═════ EXERCISE MATERIAL ═════

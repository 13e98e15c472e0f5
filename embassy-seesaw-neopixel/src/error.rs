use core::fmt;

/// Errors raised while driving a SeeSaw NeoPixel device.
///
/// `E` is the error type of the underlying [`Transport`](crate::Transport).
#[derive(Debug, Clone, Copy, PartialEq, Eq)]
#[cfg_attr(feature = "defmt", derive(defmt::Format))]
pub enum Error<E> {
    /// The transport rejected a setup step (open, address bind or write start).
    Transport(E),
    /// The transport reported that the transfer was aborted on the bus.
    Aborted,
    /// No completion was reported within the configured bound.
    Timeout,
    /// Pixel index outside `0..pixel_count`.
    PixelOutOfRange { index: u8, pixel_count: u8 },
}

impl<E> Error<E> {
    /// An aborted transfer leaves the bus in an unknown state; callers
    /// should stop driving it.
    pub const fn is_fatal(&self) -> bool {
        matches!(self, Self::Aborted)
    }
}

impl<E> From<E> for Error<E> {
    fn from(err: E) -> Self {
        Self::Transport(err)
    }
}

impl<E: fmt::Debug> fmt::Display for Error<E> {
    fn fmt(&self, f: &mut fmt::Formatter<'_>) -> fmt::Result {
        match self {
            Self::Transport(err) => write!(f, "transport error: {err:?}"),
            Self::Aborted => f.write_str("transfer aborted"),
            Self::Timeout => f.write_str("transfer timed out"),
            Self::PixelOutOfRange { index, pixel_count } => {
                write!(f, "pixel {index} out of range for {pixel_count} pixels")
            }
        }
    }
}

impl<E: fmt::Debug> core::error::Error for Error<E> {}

═════
═════ EXERCISE MATERIAL ═════

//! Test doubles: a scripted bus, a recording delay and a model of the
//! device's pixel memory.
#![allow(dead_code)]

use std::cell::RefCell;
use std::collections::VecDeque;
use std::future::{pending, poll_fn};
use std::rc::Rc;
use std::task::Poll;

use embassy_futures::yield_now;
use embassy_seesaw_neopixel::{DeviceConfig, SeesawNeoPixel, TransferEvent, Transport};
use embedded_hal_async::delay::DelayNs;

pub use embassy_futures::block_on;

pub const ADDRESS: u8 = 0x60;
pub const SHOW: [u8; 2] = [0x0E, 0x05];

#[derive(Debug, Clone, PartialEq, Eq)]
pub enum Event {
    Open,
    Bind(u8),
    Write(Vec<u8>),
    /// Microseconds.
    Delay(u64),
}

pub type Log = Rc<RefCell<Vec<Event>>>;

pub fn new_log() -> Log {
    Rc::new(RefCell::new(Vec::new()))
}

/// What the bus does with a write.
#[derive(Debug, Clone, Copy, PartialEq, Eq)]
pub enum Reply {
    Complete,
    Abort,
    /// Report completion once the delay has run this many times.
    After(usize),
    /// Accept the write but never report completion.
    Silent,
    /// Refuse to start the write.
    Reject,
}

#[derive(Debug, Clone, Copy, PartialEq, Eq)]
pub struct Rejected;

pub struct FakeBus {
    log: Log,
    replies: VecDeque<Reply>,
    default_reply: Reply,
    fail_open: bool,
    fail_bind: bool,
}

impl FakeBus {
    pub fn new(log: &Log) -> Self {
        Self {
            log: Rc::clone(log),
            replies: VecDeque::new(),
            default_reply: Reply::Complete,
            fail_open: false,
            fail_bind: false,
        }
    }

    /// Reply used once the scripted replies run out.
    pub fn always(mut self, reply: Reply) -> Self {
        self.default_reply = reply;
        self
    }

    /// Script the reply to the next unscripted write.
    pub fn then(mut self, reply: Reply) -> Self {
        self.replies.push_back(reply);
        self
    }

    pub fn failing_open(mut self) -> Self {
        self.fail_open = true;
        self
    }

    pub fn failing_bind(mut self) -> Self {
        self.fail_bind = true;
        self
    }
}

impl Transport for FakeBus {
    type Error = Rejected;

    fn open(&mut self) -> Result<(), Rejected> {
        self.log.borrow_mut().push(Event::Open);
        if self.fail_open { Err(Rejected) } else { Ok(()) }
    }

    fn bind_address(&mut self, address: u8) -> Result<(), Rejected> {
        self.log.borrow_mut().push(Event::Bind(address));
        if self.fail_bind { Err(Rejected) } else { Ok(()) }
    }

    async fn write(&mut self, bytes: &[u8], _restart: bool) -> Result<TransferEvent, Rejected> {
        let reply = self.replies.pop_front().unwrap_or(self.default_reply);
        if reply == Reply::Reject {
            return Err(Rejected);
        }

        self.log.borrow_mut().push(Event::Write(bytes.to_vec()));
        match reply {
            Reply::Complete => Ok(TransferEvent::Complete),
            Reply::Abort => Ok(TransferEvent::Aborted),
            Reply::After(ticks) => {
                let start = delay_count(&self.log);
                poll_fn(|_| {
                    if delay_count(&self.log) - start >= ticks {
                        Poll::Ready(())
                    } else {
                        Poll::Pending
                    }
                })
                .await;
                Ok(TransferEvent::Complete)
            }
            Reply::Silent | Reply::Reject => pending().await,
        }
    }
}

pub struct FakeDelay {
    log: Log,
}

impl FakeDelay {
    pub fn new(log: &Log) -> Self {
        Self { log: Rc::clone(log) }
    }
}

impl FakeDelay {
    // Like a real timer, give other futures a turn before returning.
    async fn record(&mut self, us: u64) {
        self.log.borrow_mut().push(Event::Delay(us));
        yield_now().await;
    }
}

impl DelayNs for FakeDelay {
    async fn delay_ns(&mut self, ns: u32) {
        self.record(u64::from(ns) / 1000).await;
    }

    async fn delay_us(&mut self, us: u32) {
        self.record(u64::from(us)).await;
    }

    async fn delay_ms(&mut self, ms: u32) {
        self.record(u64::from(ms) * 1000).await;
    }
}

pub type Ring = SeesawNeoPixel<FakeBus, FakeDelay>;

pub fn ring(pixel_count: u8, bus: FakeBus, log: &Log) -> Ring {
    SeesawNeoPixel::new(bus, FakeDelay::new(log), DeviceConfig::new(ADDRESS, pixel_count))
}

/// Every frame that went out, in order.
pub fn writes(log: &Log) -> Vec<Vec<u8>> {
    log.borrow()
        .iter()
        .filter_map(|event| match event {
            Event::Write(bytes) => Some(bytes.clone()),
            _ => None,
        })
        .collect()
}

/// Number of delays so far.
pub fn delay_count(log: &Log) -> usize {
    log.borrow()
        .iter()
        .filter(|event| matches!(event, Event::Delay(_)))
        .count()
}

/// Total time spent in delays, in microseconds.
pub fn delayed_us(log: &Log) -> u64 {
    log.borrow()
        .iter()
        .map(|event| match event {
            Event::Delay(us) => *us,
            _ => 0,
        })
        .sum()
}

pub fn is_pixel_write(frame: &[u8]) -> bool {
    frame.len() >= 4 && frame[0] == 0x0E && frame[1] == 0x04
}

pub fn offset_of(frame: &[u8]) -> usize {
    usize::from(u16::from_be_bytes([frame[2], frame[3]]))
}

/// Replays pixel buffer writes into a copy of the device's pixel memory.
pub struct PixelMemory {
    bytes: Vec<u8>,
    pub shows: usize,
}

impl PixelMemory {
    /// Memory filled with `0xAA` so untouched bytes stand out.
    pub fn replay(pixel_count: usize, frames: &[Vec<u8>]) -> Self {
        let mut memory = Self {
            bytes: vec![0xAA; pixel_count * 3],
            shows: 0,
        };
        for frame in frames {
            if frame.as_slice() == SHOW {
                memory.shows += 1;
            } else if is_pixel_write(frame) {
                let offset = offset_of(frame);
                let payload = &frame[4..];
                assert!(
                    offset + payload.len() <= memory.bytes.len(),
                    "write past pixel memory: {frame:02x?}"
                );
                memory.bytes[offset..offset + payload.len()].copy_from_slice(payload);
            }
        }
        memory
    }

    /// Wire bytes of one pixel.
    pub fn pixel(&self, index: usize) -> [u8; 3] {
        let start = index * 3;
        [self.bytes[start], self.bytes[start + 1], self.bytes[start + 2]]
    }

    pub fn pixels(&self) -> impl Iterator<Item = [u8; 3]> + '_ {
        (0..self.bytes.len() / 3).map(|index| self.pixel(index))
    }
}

═════

Take the lines above from the one containing "repository 13e98e15c472e0f5" down to the one containing "impl<E: fmt::Debug> core::error::Error", and transcribe them exactly, both ends included.

repository 13e98e15c472e0f5
filename embassy-seesaw-neopixel/src/error.rs
use core::fmt;

/// Errors raised while driving a SeeSaw NeoPixel device.
///
/// `E` is the error type of the underlying [`Transport`](crate::Transport).
#[derive(Debug, Clone, Copy, PartialEq, Eq)]
#[cfg_attr(feature = "defmt", derive(defmt::Format))]
pub enum Error<E> {
    /// The transport rejected a setup step (open, address bind or write start).
    Transport(E),
    /// The transport reported that the transfer was aborted on the bus.
    Aborted,
    /// No completion was reported within the configured bound.
    Timeout,
    /// Pixel index outside `0..pixel_count`.
    PixelOutOfRange { index: u8, pixel_count: u8 },
}

impl<E> Error<E> {
    /// An aborted transfer leaves the bus in an unknown state; callers
    /// should stop driving it.
    pub const fn is_fatal(&self) -> bool {
        matches!(self, Self::Aborted)
    }
}

impl<E> From<E> for Error<E> {
    fn from(err: E) -> Self {
        Self::Transport(err)
    }
}

impl<E: fmt::Debug> fmt::Display for Error<E> {
    fn fmt(&self, f: &mut fmt::Formatter<'_>) -> fmt::Result {
        match self {
            Self::Transport(err) => write!(f, "transport error: {err:?}"),
            Self::Aborted => f.write_str("transfer aborted"),
            Self::Timeout => f.write_str("transfer timed out"),
            Self::PixelOutOfRange { index, pixel_count } => {
                write!(f, "pixel {index} out of range for {pixel_count} pixels")
            }
        }
    }
}

impl<E: fmt::Debug> core::error::Error for Error<E> {}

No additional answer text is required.